There is a need to establish consistent risk assessment procedures and repair policies throughout the entire organization, centralized in a single unit. The defect has to be quantified and reported before the fix. All information about the defect, the assessment of its risk, the way in which the defect is corrected, and the metrics of the remediation, has to be fed back to the primary “authority” for analysis.

Once analysis is complete, the information should be incorporated as best-practice procedures into operations and maintenance manuals, whose guidelines are then also rigorously managed and followed. At the same time, standardized procedures only work if the same people are used to correct the anomalies every time. All the data is reviewed the same way, every time.

At this point, you’re saying, “How are we going to get this done?”
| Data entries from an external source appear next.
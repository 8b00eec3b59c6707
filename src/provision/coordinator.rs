//! Turns command-line input into a [`ProvisionRequest`] and hands it to
//! the selected engine.
//!
//! Merge order: explicit input, then wizard answers (interactive only),
//! then engine defaults. An explicit password is checked against the
//! engine policy before anything is prompted, and the final password is
//! checked again before any process runs.

use secrecy::{ExposeSecret, SecretString};

use crate::process::CommandRunner;
use crate::provision::engine::{CreatedContainer, Engine, EngineKind};
use crate::provision::error::{ProvisionError, Result};
use crate::provision::names;
use crate::provision::request::ProvisionRequest;

/// Database name used when none is given.
pub const DEFAULT_DATABASE: &str = "db";

/// Validation hook handed to a [`Prompter`]. The error is shown to the user.
pub type Validator<'a> = &'a dyn Fn(&str) -> std::result::Result<(), String>;

/// Source of answers for values the caller left out.
///
/// An empty answer means "use the placeholder", and is never validated.
/// Implementations re-ask until `validate` accepts the answer.
pub trait Prompter {
    fn select_engine(&mut self, choices: &[EngineKind]) -> Result<EngineKind>;

    fn ask(&mut self, question: &str, placeholder: &str, validate: Validator<'_>) -> Result<String>;

    /// Like [`ask`](Self::ask), without echoing the input.
    fn ask_password(
        &mut self,
        question: &str,
        placeholder: &str,
        validate: Validator<'_>,
    ) -> Result<String>;
}

/// Options as supplied on the command line. `None` means "not given".
#[derive(Debug, Default)]
pub struct ProvisionInput {
    pub engine: Option<EngineKind>,
    pub container_name: Option<String>,
    pub database: Option<String>,
    pub user: Option<String>,
    pub password: Option<SecretString>,
    /// Host bindings (`[IP:]PORT`).
    pub ports: Vec<String>,
    /// Bind the default port on all interfaces instead of loopback.
    pub public: bool,
    pub image_tag: Option<String>,
    pub verbose: bool,
    pub dry_run: bool,
}

/// Pick the engine: explicit choice, otherwise ask.
///
/// `prompter` is `None` in non-interactive mode.
pub fn select_engine(
    requested: Option<EngineKind>,
    prompter: Option<&mut dyn Prompter>,
) -> Result<EngineKind> {
    if let Some(kind) = requested {
        return Ok(kind);
    }
    match prompter {
        Some(prompter) => prompter.select_engine(&EngineKind::ALL),
        None => Err(ProvisionError::MissingParameter {
            name: "database type",
            hint: "must supply database type (--type) in non-interactive mode".to_string(),
        }),
    }
}

/// Merge `input` with wizard answers and `engine` defaults.
pub fn resolve(
    engine: &dyn Engine,
    input: ProvisionInput,
    mut prompter: Option<&mut dyn Prompter>,
) -> Result<ProvisionRequest> {
    let defaults = engine.default_settings();
    let caps = engine.capabilities();
    let interactive = prompter.is_some();

    let mut ports = input.ports;
    if ports.is_empty() {
        ports.push(if input.public {
            defaults.port.to_string()
        } else {
            format!("127.0.0.1:{}", defaults.port)
        });
    }
    let image_tag = input
        .image_tag
        .filter(|t| !t.is_empty())
        .unwrap_or_else(|| defaults.image_tag.to_string());

    if let Some(password) = &input.password {
        engine.validate_password(password.expose_secret())?;
    }

    let fallback_name = names::generate();
    let mut database = input.database;
    let mut user = input.user;
    let mut password = input.password;
    let mut container_name = input.container_name;

    if let Some(prompter) = prompter.as_deref_mut() {
        if caps.database_name && database.is_none() {
            database = answered(prompter.ask("Database name?", DEFAULT_DATABASE, &accept_any)?);
        }
        if caps.user_password {
            if user.is_none() {
                let placeholder = defaults.user.unwrap_or_default();
                user = answered(prompter.ask("Database user?", placeholder, &accept_any)?);
            }
            if password.is_none() {
                let placeholder = defaults.password.unwrap_or_default();
                let check = |value: &str| engine.validate_password(value).map_err(|e| e.to_string());
                let value = prompter.ask_password("Database password?", placeholder, &check)?;
                password = (!value.is_empty()).then(|| SecretString::from(value));
            }
        }
        if container_name.is_none() {
            container_name = answered(prompter.ask(
                "Container name?",
                &fallback_name,
                &names::validate_container_name,
            )?);
        }
    }

    let mut user = user.or_else(|| defaults.user.map(str::to_string));
    let mut password = password.or_else(|| defaults.password.map(|p| SecretString::from(p.to_string())));
    let container_name = container_name.unwrap_or(fallback_name);

    let database = if caps.database_name {
        Some(database.unwrap_or_else(|| DEFAULT_DATABASE.to_string()))
    } else {
        if database.is_some() {
            tracing::warn!(
                engine = %engine.kind(),
                "This DB type doesn't support database name, so provided argument is ignored"
            );
        }
        None
    };

    if caps.user_password {
        let how = if interactive {
            "no default exists for this DB type; pass it as an argument or answer the prompt"
        } else {
            "required in non-interactive mode, but not provided"
        };
        if user.is_none() {
            return Err(ProvisionError::MissingParameter {
                name: "db username",
                hint: how.to_string(),
            });
        }
        if password.is_none() {
            return Err(ProvisionError::MissingParameter {
                name: "password",
                hint: how.to_string(),
            });
        }
    } else {
        if user.take().is_some() {
            tracing::warn!(
                engine = %engine.kind(),
                "This DB type doesn't support user/password for its auth, so provided username argument is ignored"
            );
        }
        if password.take().is_some() {
            tracing::warn!(
                engine = %engine.kind(),
                "This DB type doesn't support user/password for its auth, so provided password argument is ignored"
            );
        }
    }

    if let Some(password) = &password {
        engine.validate_password(password.expose_secret())?;
    }

    Ok(ProvisionRequest {
        container_name,
        database,
        user,
        password,
        ports,
        image_tag,
        verbose: input.verbose,
        dry_run: input.dry_run,
    })
}

/// Create the container described by `request`.
pub async fn provision(
    engine: &dyn Engine,
    runner: &dyn CommandRunner,
    request: &ProvisionRequest,
) -> Result<CreatedContainer> {
    tracing::info!(
        engine = %engine.kind(),
        container = %request.container_name,
        tag = %request.image_tag,
        "Provisioning container"
    );
    engine.create(runner, request).await
}

fn accept_any(_: &str) -> std::result::Result<(), String> {
    Ok(())
}

fn answered(value: String) -> Option<String> {
    let value = value.trim();
    (!value.is_empty()).then(|| value.to_string())
}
Routine maintenance crews are not the solution. There is a need for dedicated PIM people, crews, departments to cover everything system-wide, either internal to the operator or as a third party.

EMS Group, for example, uses a turnkey approach to pipeline integrity management. We recommend the best strategies for companies to comply with federal and state pipeline integrity management rules (e.g. 49 CFR 192 Subpart O, 49 CFR 192.452).

This approach includes:

1 Risk assessment methodologies for right-of-way and high consequence areas, where ruptures could have severe impacts; and risk mitigation programs.
2 A high-quality Operations, Maintenance, and Emergency Response manual provides the central control mechanism of a company’s DOT compliance program.
3 A customized company-wide and pipeline-specific manuals that are functional, easy to follow and conscientiously updated for the entire organization, top to bottom.
4 Pipeline operations and maintenance services encompassing dedicated O&M, compliance work and DOT audit support through a single control center.

This isn’t a pipe-dream (no pun intended). It can and is being done. But the punitive nature of a pipeline failure suggests a change of philosophy by pipeline management, a commitment to “re-centralization.”

Failure-resistant PIM cannot be effectively controlled and reported any other way. Especially if you’re facing your next DOT inspection.